Exercise also improves and supports mental health! Exercise empowers patients to be actively involved in their care and treatment. It can help to create a daily schedule and routine, improve sleep hygiene, support day-to-day occupational functioning, and most importantly create meaningful social interactions. It can also help steer people away from negative behaviours such as abusing substances. Recently, researchers have highlighted that aerobic exercises including running or cycling release neurochemical transmitters such as dopamine and serotonin which are important neurochemicals affecting mental health. The role of our team is to support recovery and encourage patients to experience personal growth through regular exercise and physical activity.


Q. Can you share a particularly memorable moment or patient interaction that has impacted you during your time here?


I always enjoy interacting with patients from different backgrounds, especially those with unique communication needs like our Deaf patients as it requires attention on showing positive body language. Our non-verbal communication accounts for 80% of our interaction with patients!


I remember supporting one of our Deaf patients with a tailored exercise programme. It was incredible to witness their progress, from embracing challenges in the gym to joining a rowing club post-discharge.
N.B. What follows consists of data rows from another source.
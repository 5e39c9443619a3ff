use image::codecs::gif::{GifEncoder, Repeat};
use image::imageops::FilterType;
use image::{Delay, Frame};

use crate::capture::screenshot::{decode_data_url, encode_data_url};
use crate::error::GifawayError;

/// Stitches stills into one animated image.
pub trait AnimationEncoder: Send + Sync {
    /// Returns the animation as a `data:image/gif;base64,...` URL.
    fn encode(
        &self,
        stills: &[String],
        width: u32,
        height: u32,
        frame_interval_secs: f32,
    ) -> Result<String, GifawayError>;
}

/// Looping GIF encoder backed by the `image` crate.
#[derive(Debug, Default, Clone, Copy)]
pub struct ImageGifEncoder;

impl AnimationEncoder for ImageGifEncoder {
    fn encode(
        &self,
        stills: &[String],
        width: u32,
        height: u32,
        frame_interval_secs: f32,
    ) -> Result<String, GifawayError> {
        if stills.is_empty() {
            return Err(GifawayError::EncodeFailed("no stills to encode".into()));
        }
        if width == 0 || height == 0 {
            return Err(GifawayError::EncodeFailed(format!(
                "invalid output size {}x{}",
                width, height
            )));
        }
        if !frame_interval_secs.is_finite() || frame_interval_secs <= 0.0 {
            return Err(GifawayError::EncodeFailed(format!(
                "invalid frame interval {}",
                frame_interval_secs
            )));
        }

        let delay_ms = (frame_interval_secs * 1000.0).round() as u32;
        let delay = Delay::from_numer_denom_ms(delay_ms, 1);

        let mut frames = Vec::with_capacity(stills.len());
        for still in stills {
            let bytes = decode_data_url(still)?;
            let rgba = image::load_from_memory(&bytes)?
                .resize_exact(width, height, FilterType::Triangle)
                .to_rgba8();
            frames.push(Frame::from_parts(rgba, 0, 0, delay));
        }

        let mut gif = Vec::new();
        {
            let mut encoder = GifEncoder::new(&mut gif);
            encoder.set_repeat(Repeat::Infinite)?;
            encoder.encode_frames(frames)?;
        }
        log::debug!("Encoded {} stills into {} bytes of GIF", stills.len(), gif.len());
        Ok(encode_data_url(&gif, "image/gif"))
    }
}
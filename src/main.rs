fn main() {
    if let Err(e) = gifaway_lib::run() {
        eprintln!("gifaway: {e}");
        std::process::exit(1);
    }
}
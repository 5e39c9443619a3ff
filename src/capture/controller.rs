use std::ops::ControlFlow;
use std::sync::atomic::{AtomicBool, Ordering};
use std::sync::{Arc, Mutex, PoisonError};

use tokio::sync::mpsc;
use uuid::Uuid;

use crate::capture::camera::Camera;
use crate::capture::config::CaptureConfig;
use crate::capture::run::{CaptureRun, TickOutcome};
use crate::capture::ticker::Ticker;
use crate::error::GifawayError;
use crate::events::{RunUpdate, CAPTURE_CANCELLED, CAPTURE_COMPLETED};
use crate::services::storage::manager::Session;

type ActiveSlot = Arc<Mutex<Option<Uuid>>>;

/// Starts capture runs against a shared camera, one at a time.
pub struct CaptureController {
    camera: Arc<dyn Camera>,
    config: CaptureConfig,
    active: ActiveSlot,
}

impl CaptureController {
    pub fn new(camera: Arc<dyn Camera>, config: CaptureConfig) -> Result<Self, GifawayError> {
        config.validate()?;
        Ok(Self {
            camera,
            config,
            active: Arc::new(Mutex::new(None)),
        })
    }

    pub fn config(&self) -> &CaptureConfig {
        &self.config
    }

    /// Whether a run currently holds the camera. The start control is only
    /// offered while this is false.
    pub fn is_active(&self) -> bool {
        self.active
            .lock()
            .unwrap_or_else(PoisonError::into_inner)
            .is_some()
    }

    /// Start a new run. Fails with [`GifawayError::RunActive`] while another
    /// run is live.
    pub fn start(&self) -> Result<RunHandle, GifawayError> {
        let mut run = CaptureRun::new(self.config.clone());
        let run_id = run.id();
        {
            let mut active = self.active.lock().unwrap_or_else(PoisonError::into_inner);
            if let Some(current) = *active {
                log::warn!("Rejected start request: run {} is still active", current);
                return Err(GifawayError::RunActive);
            }
            *active = Some(run_id);
        }

        let (tx, rx) = mpsc::unbounded_channel();
        let cancelled = Arc::new(AtomicBool::new(false));
        let _ = tx.send(RunUpdate::Status(run.phase()));

        let camera = Arc::clone(&self.camera);
        let slot = Arc::clone(&self.active);
        let stop = Arc::clone(&cancelled);
        let ticker = Ticker::start(self.config.tick_interval(), move || {
            if stop.load(Ordering::SeqCst) {
                return ControlFlow::Break(());
            }
            match run.tick(camera.as_ref()) {
                TickOutcome::Running(phase) => {
                    let update = RunUpdate::Status(phase);
                    log::debug!("{}: run {} {}", update.name(), run_id, phase);
                    let _ = tx.send(update);
                    ControlFlow::Continue(())
                }
                TickOutcome::Completed(session) => {
                    release(&slot, run_id);
                    log::info!(
                        "{}: run {} with {} stills",
                        CAPTURE_COMPLETED,
                        run_id,
                        session.len()
                    );
                    let _ = tx.send(RunUpdate::Completed(session));
                    ControlFlow::Break(())
                }
                TickOutcome::Finished => ControlFlow::Break(()),
            }
        });

        log::info!("Capture run {} started", run_id);
        Ok(RunHandle {
            id: run_id,
            updates: rx,
            cancelled,
            active: Arc::clone(&self.active),
            _ticker: ticker,
        })
    }
}

/// Clears the active slot if it still belongs to `run_id`.
fn release(slot: &ActiveSlot, run_id: Uuid) -> bool {
    let mut active = slot.lock().unwrap_or_else(PoisonError::into_inner);
    if *active == Some(run_id) {
        *active = None;
        true
    } else {
        false
    }
}

/// Owner of a live run. Dropping it tears the run down: the timer stops and
/// no completion is delivered afterwards.
pub struct RunHandle {
    id: Uuid,
    updates: mpsc::UnboundedReceiver<RunUpdate>,
    cancelled: Arc<AtomicBool>,
    active: ActiveSlot,
    _ticker: Ticker,
}

impl RunHandle {
    pub fn id(&self) -> Uuid {
        self.id
    }

    /// Next status or completion; `None` once the run has ended.
    pub async fn next_update(&mut self) -> Option<RunUpdate> {
        self.updates.recv().await
    }

    /// Wait for the run to complete, discarding status updates.
    pub async fn finish(mut self) -> Option<Session> {
        while let Some(update) = self.next_update().await {
            if let RunUpdate::Completed(session) = update {
                return Some(session);
            }
        }
        None
    }

    pub fn cancel(self) {
        drop(self);
    }
}

impl Drop for RunHandle {
    fn drop(&mut self) {
        self.cancelled.store(true, Ordering::SeqCst);
        self.updates.close();
        if release(&self.active, self.id) {
            log::info!("{}: run {}", CAPTURE_CANCELLED, self.id);
        }
    }
}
It was also really rewarding to hear their feedback about how our communication had made them feel comfortable and understood. I’m proud of how well the team interacts and communicates with people from different backgrounds.


Q. What do you find most rewarding about being a clinical exercise therapist?


I find it rewarding being part of a team that collaborates closely and always has the best interests of our service users at heart. We all find it rewarding when patients feel confident to leave our care and exercise independently in the community.


Our journey with a service user often starts when they’re first admitted to psychiatric intensive care and continues all the way to the community, highlighting how we are involved at every stage of someone’s care. Seeing service users progress in their journey towards recovery is a rewarding part of our work. Due to our long-lasting therapeutic relationships, we often form trustful and open relationships with service users, which patients have highlighted is one of the most important parts of their recovery.